Aim of the exercise: All of the entries need to be written out again, exactly as they are.

Supplied material:
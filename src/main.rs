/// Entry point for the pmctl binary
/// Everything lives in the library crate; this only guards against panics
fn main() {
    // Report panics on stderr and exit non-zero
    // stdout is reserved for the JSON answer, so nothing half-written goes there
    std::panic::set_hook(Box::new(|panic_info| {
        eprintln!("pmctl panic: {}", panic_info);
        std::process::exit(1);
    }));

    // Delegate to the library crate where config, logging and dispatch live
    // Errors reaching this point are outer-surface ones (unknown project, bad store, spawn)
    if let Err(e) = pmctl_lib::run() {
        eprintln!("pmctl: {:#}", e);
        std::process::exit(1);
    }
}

Task answer:
filename src/main.rs
/// Entry point for the pmctl binary
/// Everything lives in the library crate; this only guards against panics
fn main() {
    // Report panics on stderr and exit non-zero
    // stdout is reserved for the JSON answer, so nothing half-written goes there
    std::panic::set_hook(Box::new(|panic_info| {
        eprintln!("pmctl panic: {}", panic_info);
        std::process::exit(1);
    }));

    // Delegate to the library crate where config, logging and dispatch live
    // Errors reaching this point are outer-surface ones (unknown project, bad store, spawn)
    if let Err(e) = pmctl_lib::run() {
        eprintln!("pmctl: {:#}", e);
        std::process::exit(1);
    }
}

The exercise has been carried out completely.